Saturday, September 13, 2014

Welfare and the destruction of fatherhood



Social welfare programs are some of the most divisive topics in American politics. That should be expected when one considers that 35.4% of all American households take some form of welfare which, by Census Bureau standards also includes Social Security, Medicare and unemployment. 

When discussing what most people consider classic welfare (food stamps, housing, Medicaid) – not the things that they pay into and ultimately receive benefit from like SSI -- single moms are regularly put in the crosshairs as they and their kids are recipients of vast amounts of it.

Their burden on the welfare rolls is an outcome of being among the most impoverished members of our society. 41% of single mother households are living in poverty, while only 9% of dual parent homes fall in that same category. When you look at specific races, the poverty rates for single moms are mind blowing across the board and invariably higher for minorities: 60% for Native Americans, 49% for Hispanics, and 33% for whites.

When you consider those circumstances, it’s no wonder that 38% of all children under the age of 5 get one or more kinds of welfare and single mother homes receive 90% of all TANF (Temporary Assistance for Needy Families).

Because of the benefits they receive, they are often looked at in any number of derogatory terms. Leeches. Scum. Losers. Prostitutes.  

That’s unfair given that two-thirds of single moms work while being a mom is a full-time job unto itself. It’s not as if they aren’t trying.

On the other hand, those who actually deserve derisiveness, those who helped put them into that situation and helped to make a family but do absolutely nothing to maintain it – the so-called “fathers” – are left relatively unscathed when we address society’s woes.

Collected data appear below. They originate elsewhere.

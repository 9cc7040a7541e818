// SPDX-License-Identifier: MPL-2.0
// This Source Code Form is subject to the terms of the Mozilla Public
// License, v. 2.0. If a copy of the MPL was not distributed with this
// file, You can obtain one at https://mozilla.org/MPL/2.0/.

//! Integration tests for custom transports and the UDP lamp path.

use flipdot_lib::protocol::{HttpRequest, RawResponse, UdpTransport};
use flipdot_lib::{
    Color, Error, Gateway, GatewayConfig, HttpTransport, Responder, TransportError,
};
use tokio::net::UdpSocket;

// ============================================================================
// Misbehaving HTTP transports
// ============================================================================

/// Reports both a response and an error for every request.
struct DoubleCompletion {
    error_first: bool,
}

impl HttpTransport for DoubleCompletion {
    async fn execute(&self, _request: HttpRequest, responder: Responder) {
        let response = || Ok(RawResponse::new(200, "OK", r#"{"open": true}"#));
        let failure = || Err(TransportError::ConnectionFailed("socket hang up".to_string()));

        if self.error_first {
            responder.complete(failure());
            responder.complete(response());
        } else {
            responder.complete(response());
            responder.complete(failure());
        }
    }
}

/// Completes from a background task, twice.
struct Detached;

impl HttpTransport for Detached {
    async fn execute(&self, _request: HttpRequest, responder: Responder) {
        tokio::spawn(async move {
            responder.complete(Ok(RawResponse::new(200, "OK", "21")));
            responder.complete(Ok(RawResponse::new(200, "OK", "99")));
        });
    }
}

/// Never completes and drops the responder.
struct Silent;

impl HttpTransport for Silent {
    async fn execute(&self, _request: HttpRequest, _responder: Responder) {}
}

#[tokio::test]
async fn response_then_error_delivers_response() {
    let gateway = Gateway::with_transports(
        GatewayConfig::default(),
        DoubleCompletion { error_first: false },
        UdpTransport::new(),
    );

    let status = gateway.space_status().await.unwrap();
    assert!(status.open);
}

#[tokio::test]
async fn error_then_response_delivers_error() {
    let gateway = Gateway::with_transports(
        GatewayConfig::default(),
        DoubleCompletion { error_first: true },
        UdpTransport::new(),
    );

    let result = gateway.space_status().await;
    assert!(matches!(
        result,
        Err(Error::Transport(TransportError::ConnectionFailed(_)))
    ));
}

#[tokio::test]
async fn detached_completion_delivers_first() {
    let gateway = Gateway::with_transports(GatewayConfig::default(), Detached, UdpTransport::new());

    let temp = gateway.current_temperature().await.unwrap();
    assert_eq!(temp.value, 21.0);
}

#[tokio::test]
async fn silent_transport_is_an_error() {
    let gateway = Gateway::with_transports(GatewayConfig::default(), Silent, UdpTransport::new());

    let result = gateway.set_target_temperature(19.0).await;
    assert!(matches!(
        result,
        Err(Error::Transport(TransportError::Dropped))
    ));
}

// ============================================================================
// Lamp over UDP
// ============================================================================

#[tokio::test]
async fn set_color_sends_one_datagram() {
    let lamp = UdpSocket::bind("127.0.0.1:0").await.unwrap();
    let lamp_port = lamp.local_addr().unwrap().port();

    let config = GatewayConfig::default()
        .with_lamp_host("127.0.0.1")
        .with_lamp_port(lamp_port);
    let gateway = Gateway::with_transports(config, Silent, UdpTransport::new());

    gateway.set_color(Color::new(-10, 300, 128)).await.unwrap();

    let mut buf = [0u8; 64];
    let (len, _) = lamp.recv_from(&mut buf).await.unwrap();
    assert_eq!(&buf[..len], b"0:255:128");
}

#[tokio::test]
async fn set_color_unresolvable_host() {
    let config = GatewayConfig::default().with_lamp_host("lamp.invalid");
    let gateway = Gateway::with_transports(config, Silent, UdpTransport::new());

    let result = gateway.set_color(Color::WHITE).await;
    assert!(matches!(result, Err(Error::Transport(_))));
}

In the good old days, a real man accepted his role in the development of a family. If he brought kids into this world, he was there for them. He married or stayed with the mother. As a functioning couple, through better or worse, they made the best life that they could for their children on their financial efforts alone --- not the taxpayers’. Men were men and families were stronger and healthier because of it.  

It just so happens that those “good old days” were 50 years ago. The abandonment of fatherly roles commenced in earnest with the War on Poverty. This year marks the fiftieth anniversary of that war and you would think that after 5 decades we’d be winning the war. But, as made evident by the numbers above, we’re treading water, even losing it.

That’s because the very tools implemented in that war have contributed to today’s living conditions faced by young ladies and their kids. With Uncle Sam and state governments being able to provide to the women and children all of life’s requirements from food to shelter to heat to health, the dads-by-name-alone can shirk their duties to them and instead put it on the greater population to handle his responsibilities, no questions asked.

Welfare has been in complicit in the decay of the moral fiber of many a man and the destruction of many a family. The proof is in the pudding: In 1964, when the War on Poverty began, 93% of all American births were to women with marriage licenses. Today, 41% of all births are by unwed women; for mothers under the age of 30, that rate jumps to 53%.    

Single mother homes have become the norm because we’ve allowed it to happen by rewarding their men. But, are they really men? There’s little more disgusting that someone who claims to be a man but lives his life like a carefree boy. Yet, we as a society do little to change their ways and we make it too easy on them.

Doing what we need to do to right the ship won’t be easy. How do we change the modern man and encourage responsibility of fathers? It took 50 years to ruin him and the American family – will it take 50 years to bring them back?